The Royal Navy had seen little technical advance in over seventy years. Ships that rotted away were rebuilt to look exactly the same, and any new ships were built to rigidly laid-down dimensions. The shock of meeting this new type of fast, powerful and seaworthy French warship prompted some quick learning. The British absorbed the lessons of Invincible – and built on them.

‘It is said that the Invincible, taken lately from the French, is allow’d by them, and by all the English who have seen her, to be the best Ship ever built in France.’

Derby Mercury, 29 May 1747

Invincible’s design legacy

When Nelson defeated the French and Spanish fleets at Trafalgar in 1805, nearly two-thirds of his ships looked remarkably like a design seized from the French 58 years earlier: HMS Invincible.

After her capture she was repaired, refitted and brought into service under the Union Jack. Admiral Warren wrote,

‘The Invincible sails better in every way than any ship, and is in every shape a fine man-of-war.’

Admiral Warren

She’s quick, nimble and strong

On a run to Gibraltar and back in 1752 Captain Bentley logged a remarkable speed – thirteen knots (The best speed a comparable British ship could achieve was just 11 knots). But he did wreck a few sails on the way, so it may have been a case of ‘let’s see what she can do!’
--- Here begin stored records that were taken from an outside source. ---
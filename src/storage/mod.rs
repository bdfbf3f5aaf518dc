//! Storage Engine Module
//!
//! This module provides the core storage functionality for LineKV:
//! a thread-safe key-value map shared by every connection.
//!
//! ## Features
//!
//! - **RwLock**: Multiple concurrent readers, exclusive writers
//! - **Linearizable**: Every write is serialized through one lock and visible
//!   to all connections once it returns
//! - **Volatile**: Nothing is persisted; data lives as long as the process
//!
//! ## Example
//!
//! ```
//! use linekv::storage::StorageEngine;
//! use bytes::Bytes;
//! use std::sync::Arc;
//!
//! let engine = Arc::new(StorageEngine::new());
//!
//! engine.set(Bytes::from("name"), Bytes::from("Ariz"));
//! let value = engine.get(b"name");
//! assert_eq!(value, Some(Bytes::from("Ariz")));
//! ```

pub mod engine;

pub use engine::{StorageEngine, StorageStats};
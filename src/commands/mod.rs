//! Command Handler Module
//!
//! This module implements the command processing layer for LineKV.
//! It receives request lines, parses them, executes them against the
//! storage engine, and returns the response for each.
//!
//! ## Architecture
//!
//! ```text
//! Request line
//!       │
//!       ▼
//! ┌─────────────────┐
//! │  Line Parser    │  (protocol module)
//! └────────┬────────┘
//!          │
//!          ▼
//! ┌─────────────────┐
//! │ CommandHandler  │  (this module)
//! └────────┬────────┘
//!          │
//!          ▼
//! ┌─────────────────┐
//! │ StorageEngine   │  (storage module)
//! └─────────────────┘
//! ```
//!
//! ## Supported Commands
//!
//! - `SET`, `GET`, `DELETE` (also `DEL`)

pub mod handler;

pub use handler::CommandHandler;
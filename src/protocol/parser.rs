//! Line Framing and Command Parser
//!
//! This module turns a stream of arbitrarily fragmented bytes into
//! commands. It does no I/O.
//!
//! ## How the Parser Works
//!
//! Parsing happens in two independent steps:
//!
//! 1. **Framing**: [`next_line`] splits one `\n`-terminated line off the front
//!    of a `BytesMut` accumulation buffer. Bytes after the last terminator
//!    stay in the buffer until more data arrives, so a line (or its
//!    terminator) split across several reads is reassembled transparently.
//! 2. **Parsing**: [`parse_command`] turns one line into a [`Command`].
//!    - `Ok(Some(command))` - A well-formed command
//!    - `Ok(None)` - Blank line, silently discarded
//!    - `Err(CommandError)` - Malformed or unknown command, answered with `ERROR: ...`
//!
//! Lines are split with `BytesMut::split_to` and frozen, so the keys and
//! values inside a [`Command`] share the connection's read allocation.

use crate::protocol::types::{name, Command, CommandError, LF};
use bytes::{Bytes, BytesMut};

/// Result type for command parsing.
pub type ParseResult<T> = Result<T, CommandError>;

/// Extracts the next complete line from the front of `buf`.
///
/// The `\n` terminator is stripped, as is a single `\r` directly before it.
/// Returns `None` (leaving `buf` untouched) if no terminator is buffered yet.
pub fn next_line(buf: &mut BytesMut) -> Option<Bytes> {
    let pos = find_lf(buf)?;

    let mut line = buf.split_to(pos + 1);
    line.truncate(pos);
    if line.last() == Some(&b'\r') {
        line.truncate(pos - 1);
    }

    Some(line.freeze())
}

/// An accumulation buffer that yields complete lines as bytes are fed in.
///
/// State carries across calls, so a line split over any number of
/// deliveries comes out exactly once, whole.
///
/// # Example
///
/// ```
/// use linekv::protocol::LineBuffer;
///
/// let mut buffer = LineBuffer::new();
/// assert!(buffer.feed(b"SE").is_empty());
///
/// let lines = buffer.feed(b"T k v\nGET");
/// assert_eq!(lines, vec![&b"SET k v"[..]]);
/// assert_eq!(buffer.pending(), b"GET");
/// ```
#[derive(Debug, Default)]
pub struct LineBuffer {
    buf: BytesMut,
}

impl LineBuffer {
    /// Creates an empty line buffer.
    pub fn new() -> Self {
        Self::default()
    }

    /// Appends `data` and drains every complete line, in order.
    pub fn feed(&mut self, data: &[u8]) -> Vec<Bytes> {
        self.buf.extend_from_slice(data);

        let mut lines = Vec::new();
        while let Some(line) = next_line(&mut self.buf) {
            lines.push(line);
        }
        lines
    }

    /// Returns the bytes received after the last line terminator.
    pub fn pending(&self) -> &[u8] {
        &self.buf
    }

    /// Returns true if no partial line is buffered.
    pub fn is_empty(&self) -> bool {
        self.buf.is_empty()
    }
}

/// Parses one line (terminator already stripped) into a command.
///
/// Tokens are separated by one or more ASCII whitespace bytes and the command
/// name is case-sensitive. The value of a `SET` is the rest of the line after
/// the key with exactly one separator byte removed, so inner and trailing
/// whitespace in values is preserved.
///
/// # Example
///
/// ```
/// use linekv::protocol::{parse_command, Command, CommandError};
/// use bytes::Bytes;
///
/// let cmd = parse_command(&Bytes::from("SET greeting hello world")).unwrap();
/// assert_eq!(
///     cmd,
///     Some(Command::Set { key: Bytes::from("greeting"), value: Bytes::from("hello world") })
/// );
///
/// assert_eq!(parse_command(&Bytes::from("GET")), Err(CommandError::GetRequiresKey));
/// assert_eq!(parse_command(&Bytes::from("")), Ok(None));
/// ```
pub fn parse_command(line: &Bytes) -> ParseResult<Option<Command>> {
    let mut cursor = Cursor::new(line);

    let cmd = match cursor.next_token() {
        Some(cmd) => cmd,
        None => return Ok(None),
    };

    let command = match &cmd[..] {
        name::SET => {
            let key = cursor.next_token();
            let value = cursor.rest_after_separator();
            match (key, value) {
                (Some(key), Some(value)) if !value.is_empty() => Command::Set { key, value },
                _ => return Err(CommandError::SetRequiresKeyAndValue),
            }
        }
        name::GET => match cursor.next_token() {
            Some(key) => Command::Get { key },
            None => return Err(CommandError::GetRequiresKey),
        },
        name::DELETE | name::DEL => match cursor.next_token() {
            Some(key) => Command::Delete { key },
            None => return Err(CommandError::DeleteRequiresKey),
        },
        _ => return Err(CommandError::UnknownCommand(cmd)),
    };

    Ok(Some(command))
}

/// A forward-only tokenizer over one line.
struct Cursor<'a> {
    line: &'a Bytes,
    pos: usize,
}

impl<'a> Cursor<'a> {
    fn new(line: &'a Bytes) -> Self {
        Self { line, pos: 0 }
    }

    /// Skips leading whitespace and returns the next token, if any.
    fn next_token(&mut self) -> Option<Bytes> {
        let len = self.line.len();
        while self.pos < len && self.line[self.pos].is_ascii_whitespace() {
            self.pos += 1;
        }

        let start = self.pos;
        while self.pos < len && !self.line[self.pos].is_ascii_whitespace() {
            self.pos += 1;
        }

        if start == self.pos {
            None
        } else {
            Some(self.line.slice(start..self.pos))
        }
    }

    /// Returns the remainder of the line with one leading separator byte
    /// removed, or `None` if nothing follows the last token.
    fn rest_after_separator(&mut self) -> Option<Bytes> {
        if self.pos >= self.line.len() {
            return None;
        }

        let mut start = self.pos;
        if self.line[start].is_ascii_whitespace() {
            start += 1;
        }
        self.pos = self.line.len();

        Some(self.line.slice(start..))
    }
}

/// Finds the position of the first `\n` in the buffer.
#[inline]
fn find_lf(buf: &[u8]) -> Option<usize> {
    buf.iter().position(|&b| b == LF)
}
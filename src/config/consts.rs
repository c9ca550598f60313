// src/config/consts.rs

// Inputs
pub const DEFAULT_GEM_HTML: &str = "poe2db_gem.html";
pub const DEFAULT_GEM_IDS: &str = "gem_ids.json";

// Export
pub const DEFAULT_OUTPUT: &str = "public/poe2gems.json";

// Where the HTML snapshot comes from (fetched by the user, never by us)
pub const SOURCE_URL: &str = "https://poe2db.tw/us/Gem";

// Registry keys for support gems live in their own namespace
pub const SUPPORT_KEY_PREFIX: &str = "SUPPORT:";

// Section element ids on the gem page
pub const SKILL_SECTION_ID: &str = "SkillGemsGem";
pub const SUPPORT_SECTION_ID: &str = "SupportGemsGem";
pub const SPIRIT_SECTION_ID: &str = "SpiritGemsGem";

// Marker class on the tag container in the second cell
pub const TAGS_CLASS: &str = "gem_tags";
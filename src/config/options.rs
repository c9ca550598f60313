// src/config/options.rs
use std::path::PathBuf;
use super::consts::*;

/// The three paths a run works with. Built from CLI args or defaulted.
#[derive(Clone, Debug, PartialEq, Eq)]
pub struct RunOptions {
    /// Saved copy of the gem page
    pub gem_html: PathBuf,
    /// Name → id registry, read if present and rewritten on success
    pub gem_ids: PathBuf,
    /// JSON array of gem records
    pub output: PathBuf,
}

impl Default for RunOptions {
    fn default() -> Self {
        Self {
            gem_html: PathBuf::from(DEFAULT_GEM_HTML),
            gem_ids: PathBuf::from(DEFAULT_GEM_IDS),
            output: PathBuf::from(DEFAULT_OUTPUT),
        }
    }
}

impl RunOptions {
    /// The shell line a user can run to get the page snapshot.
    pub fn fetch_hint(&self) -> String {
        format!("wget -O{} '{}'", self.gem_html.display(), SOURCE_URL)
    }
}
// src/cli.rs
use std::path::PathBuf;

use clap::Parser;

use crate::config::consts::{DEFAULT_GEM_HTML, DEFAULT_GEM_IDS, DEFAULT_OUTPUT};
use crate::config::options::RunOptions;
use crate::data::GemCategory;
use crate::error::Result;
use crate::progress::Progress;
use crate::runner::{self, RunSummary};

#[derive(Parser, Debug)]
#[command(name = "poe2_gems")]
#[command(about = "Convert a saved poe2db gem page into JSON with stable gem ids")]
#[command(version)]
pub struct Args {
    /// Saved copy of https://poe2db.tw/us/Gem
    #[arg(long, default_value = DEFAULT_GEM_HTML)]
    pub gem_html: PathBuf,

    /// Name → id registry, created on first run
    #[arg(long, default_value = DEFAULT_GEM_IDS)]
    pub gem_ids: PathBuf,

    /// Where to write the gem array
    #[arg(long, default_value = DEFAULT_OUTPUT)]
    pub output: PathBuf,
}

impl From<Args> for RunOptions {
    fn from(a: Args) -> Self {
        RunOptions { gem_html: a.gem_html, gem_ids: a.gem_ids, output: a.output }
    }
}

/// Prints progress lines to stdout.
pub struct ConsoleProgress;

impl Progress for ConsoleProgress {
    fn log(&mut self, msg: &str) {
        println!("{msg}");
    }

    fn section_done(&mut self, category: GemCategory, rows: usize) {
        println!("{category}: {rows} rows");
    }
}

pub fn run(args: Args) -> Result<RunSummary> {
    let opts = RunOptions::from(args);
    let mut console = ConsoleProgress;
    let summary = runner::run(&opts, Some(&mut console))?;

    println!(
        "Wrote {} gems to {} ({} new ids)",
        summary.gems,
        summary.output.display(),
        summary.new_ids
    );
    Ok(summary)
}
Invincible was longer than British two-decker ships, and quicker and more agile too. The only Royal Navy ships that could match the power of Invincible’s guns were slower three-decker ships that couldn’t use their guns in poor weather.

Experiments with new guns

The Royal Navy used Invincible as a testing ground to try out some new, powerful guns. In 1755 her 18-pounder guns were swapped for bigger 24-pounders. These fired larger, slower shot, which crashed about inside the target instead of passing through, creating a lethal shower of sharp wooden splinters. She was also one of thirteen ships chosen to try out gunlocks – a new technology that used triggers to fire the guns. Firing was quicker quicker and the gunner could choose the right moment to shoot. In 1756 Invicible’s gun ports were enlarged, so gunners had more scope to aim their weapons from side to side.

Invincible’s legacy

The British were so impressed by the captured French ship that they copied her design and used it as a template to build new 74-gun ships. Experience showed that even Invincible was too short: there was too much weight in the front, and the bowsprit (the spar extending from the prow) stopped the forward guns working as well as they could. British ships also needed to be even stronger so they could cope with long blockade duties in any weather. These new improved ‘Seventy-Fours’ became the backbone of the Royal Navy –  the best sized and most high-tech general-purpose warship of their time.

In 1778, just twenty years after Invincible sank, the Royal Navy had 58 of Invincible’s descendants, the ‘Seventy-Fours’. By 1800 there were 70. Out of 27 ships in Nelson’s fleet at Trafalgar, 16 were copied from Invincible’s template.